The map also has a few idiosyncrasies which, once you're tuned in to them, are quite clever. For example, cycle paths are coloured purple and depicted as larger than main roads (coloured orange), which helps you spot them on the display.
The Navigate function works well, but - like any bike computer or app - you'll need to pay attention and occasionally override it to ensure the best route in any scenario. For example, my regular loop involves crossing a busy dual carriageway but the Cyclo point blank refused to recognise this as an option, instead rerouting me some 15 miles further to a different crossing point.
Luckily, the map is more than detailed enough to allow you to identify issues like this for yourself, and make executive decisions where necessary.
I also had one disconcerting experience where the Cyclo froze with a Windows 95-style error message on the screen. The classic trick - switching it off and on again - sorted the issue. When I got home I discovered a software update waiting, and there have been no repeat issues since which suggests it was a one-off.
If the navigation is generally impressive, the "Surprise Me" feature is a little less practical. It's a nice idea, to delegate the job of choosing a pleasant cycling route to your computer, but in practice the Cyclo has room for improvement as a tour guide.
I live on the doorstep of the South Downs with endless miles of lanes and decent climbs like Ditchling Beacon within reach. Plenty to work with there, you'd think. But, ask the Cyclo for a 50km loop, and it directs me 10 miles along the seafront to Brighton for a lap of the train station... and then back again, along the same (very busy) main road.

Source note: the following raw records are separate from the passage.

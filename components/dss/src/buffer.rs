//! Length-delimited framed reader over an async byte stream.
//!
//! Wire shape: `[type: u8][length: u32 big-endian][payload: length bytes]`.

use byteorder::{BigEndian, ByteOrder};
use tokio::io::{AsyncRead, AsyncReadExt};

use crate::error::ProtocolError;

/// Size in bytes of the frame header (`type` + `length`).
pub const HEADER_SIZE: usize = 5;

/// One decoded frame: a type byte plus its payload.
#[derive(Clone, Debug, Eq, PartialEq)]
pub struct Frame {
    /// The frame's type byte (application-defined).
    pub kind: u8,
    /// The frame's raw payload.
    pub payload: Vec<u8>,
}

impl Frame {
    /// Serializes this frame back to wire bytes.
    #[must_use]
    pub fn encode(&self) -> Vec<u8> {
        let mut out = Vec::with_capacity(HEADER_SIZE + self.payload.len());
        out.push(self.kind);
        let mut len_buf = [0u8; 4];
        BigEndian::write_u32(&mut len_buf, self.payload.len() as u32);
        out.extend_from_slice(&len_buf);
        out.extend_from_slice(&self.payload);
        out
    }
}

/// Refills on demand from an underlying [`AsyncRead`] socket, handing out
/// exact-length reads to the protocol layer.
#[derive(Debug)]
pub struct FramedBuffer<S> {
    socket: S,
    read_size: usize,
    /// Bytes already pulled from the socket but not yet handed out.
    pending: Vec<u8>,
}

impl<S: AsyncRead + Unpin> FramedBuffer<S> {
    /// Wraps `socket`, refilling in chunks of `read_size` bytes at a time.
    #[must_use]
    pub fn new(socket: S, read_size: usize) -> Self {
        Self {
            socket,
            read_size,
            pending: Vec::new(),
        }
    }

    /// Changes the refill chunk size used by subsequent reads.
    pub fn set_read_size(&mut self, read_size: usize) {
        self.read_size = read_size;
    }

    /// Reads exactly `n` bytes, refilling from the socket in `read_size`
    /// chunks as needed; any surplus beyond `n` is kept for the next call.
    ///
    /// # Errors
    ///
    /// Returns [`ProtocolError::SocketClosed`] if the socket reaches EOF
    /// with a partial frame still outstanding.
    pub async fn read(&mut self, n: usize) -> Result<Vec<u8>, ProtocolError> {
        while self.pending.len() < n {
            let mut chunk = vec![0u8; self.read_size.max(1)];
            let read = self
                .socket
                .read(&mut chunk)
                .await
                .map_err(|_| ProtocolError::SocketClosed)?;
            if read == 0 {
                return Err(ProtocolError::SocketClosed);
            }
            self.pending.extend_from_slice(&chunk[..read]);
        }
        Ok(self.pending.drain(..n).collect())
    }

    /// Reads one length-delimited [`Frame`].
    ///
    /// # Errors
    ///
    /// Propagates [`FramedBuffer::read`]'s errors.
    pub async fn read_frame(&mut self) -> Result<Frame, ProtocolError> {
        let header = self.read(HEADER_SIZE).await?;
        let kind = header[0];
        let len = BigEndian::read_u32(&header[1..]) as usize;
        let payload = self.read(len).await?;
        Ok(Frame { kind, payload })
    }
}

#[cfg(test)]
mod buffer_spec {
    use super::*;
    use std::io::Cursor;

    #[tokio::test]
    async fn reads_exact_length_across_refills() {
        let data = vec![1u8, 2, 3, 4, 5, 6, 7, 8];
        let mut buf = FramedBuffer::new(Cursor::new(data.clone()), 3);
        let first = buf.read(5).await.unwrap();
        let second = buf.read(3).await.unwrap();
        assert_eq!(first, data[..5]);
        assert_eq!(second, data[5..]);
    }

    #[tokio::test]
    async fn eof_mid_frame_is_socket_closed() {
        let mut buf = FramedBuffer::new(Cursor::new(vec![1u8, 2]), 4);
        let err = buf.read(5).await.unwrap_err();
        assert!(matches!(err, ProtocolError::SocketClosed));
    }

    #[tokio::test]
    async fn frame_round_trips_through_encode_and_decode() {
        let frame = Frame {
            kind: 1,
            payload: b"hello".to_vec(),
        };
        let encoded = frame.encode();
        let mut buf = FramedBuffer::new(Cursor::new(encoded), 16);
        let decoded = buf.read_frame().await.unwrap();
        assert_eq!(decoded, frame);
    }
}
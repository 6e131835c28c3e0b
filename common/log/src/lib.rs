//! Logging tools and their initialization.

#![deny(
    rustdoc::broken_intra_doc_links,
    missing_debug_implementations,
    nonstandard_style,
    rust_2018_idioms,
    trivial_casts,
    trivial_numeric_casts,
    unsafe_code
)]
#![warn(
    deprecated_in_future,
    missing_docs,
    unreachable_pub,
    unused_import_braces,
    unused_labels,
    unused_lifetimes,
    unused_qualifications,
    unused_results
)]
pub use tracing::{self, Level};
pub use tracing_actix_web;
pub use tracing_log::log;
use tracing_log::LogTracer;
use tracing_subscriber::FmtSubscriber;

/// Initializes global logger with the given verbosity `level` ([`Info`] by
/// default, if [`None`]), returning its guard that should be held as long as
/// program runs.
///
/// # Panics
///
/// If failed to initialize logger.
///
/// [`Info`]: tracing::Level::INFO
pub fn init(level: Option<Level>) {
    if let Err(e) = LogTracer::init() {
        panic!("Failed to initialize logger: {}", e);
    };
    let level = level.unwrap_or(Level::INFO);
    let subscriber = FmtSubscriber::builder().with_max_level(level).finish();
    tracing::subscriber::set_global_default(subscriber)
        .expect("setting tracing subscriber failed");
}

To be fair, when I enter a 100km ride it does throw up what looks like a more interesting option into the countryside. It may just be a case of playing around with it a bit until you find something that appeals.
The Cyclo is ANT+ and Bluetooth compatible, and I had no issues pairing it with my phone and Assioma Favero power meter pedals. It's also designed to work with Strava Live segments, although as I currently just have the basic, free Strava account I didn't test this.
Uploading your rides to Strava and similar apps is easy enough, albeit less straightforward than with my Garmin. The first step is to get the ride file off your Cyclo and onto a computer, for which you'll need to download Mio's CycloAgent program.
You'll then need to create an account with MioShare. Once logged in, go to the "Synchronisation settings" tab where you can select to link your account with Strava, Training Peaks, Endomondo or Today's Plan.
Surprisingly, there doesn't seem to be a MioShare app or any way of automatically importing rides to Strava through your phone.
The Mio Cyclo 405 is an impressive all-rounder, offering a full suite of features at a very competitive price point. You can pick one up for a little over £200 - by way of comparison, that's less than half the price of Garmin's Edge 1030.
It's a large device, so you'll need to decide whether you really need the real estate of that 4 inch screen. if you like a big screen to look at, and a richly detailed map, you'll like this. Just be aware that such a large screen does tend to, perhaps inevitably, reflect quite a bit of sunlight which can make complex navigation more of a mission on sunny days.
Cyclists who are likely to stick to the roads or not planning to ride outside the UK may not need the big screen and full European map set. If that sounds like you then the less expensive, more compact Mio Cyclo 205 may be a better option.
The software is good, if not best-in-class. To my mind Garmin and Wahoo still have a slight edge in terms of a more polished user experience, especially when it comes to exporting rides to third-party apps like Strava.
Ultimately though, Mio have put together an impressive bundle for a competitive price. If you're looking for a cycling computer with detail-rich maps for exploring on and off road across Europe, the Cyclo 405 is a strong candidate.
The "best experience in bicycle navigation"?
Perhaps not quite yet... but Mio are certainly on the right road.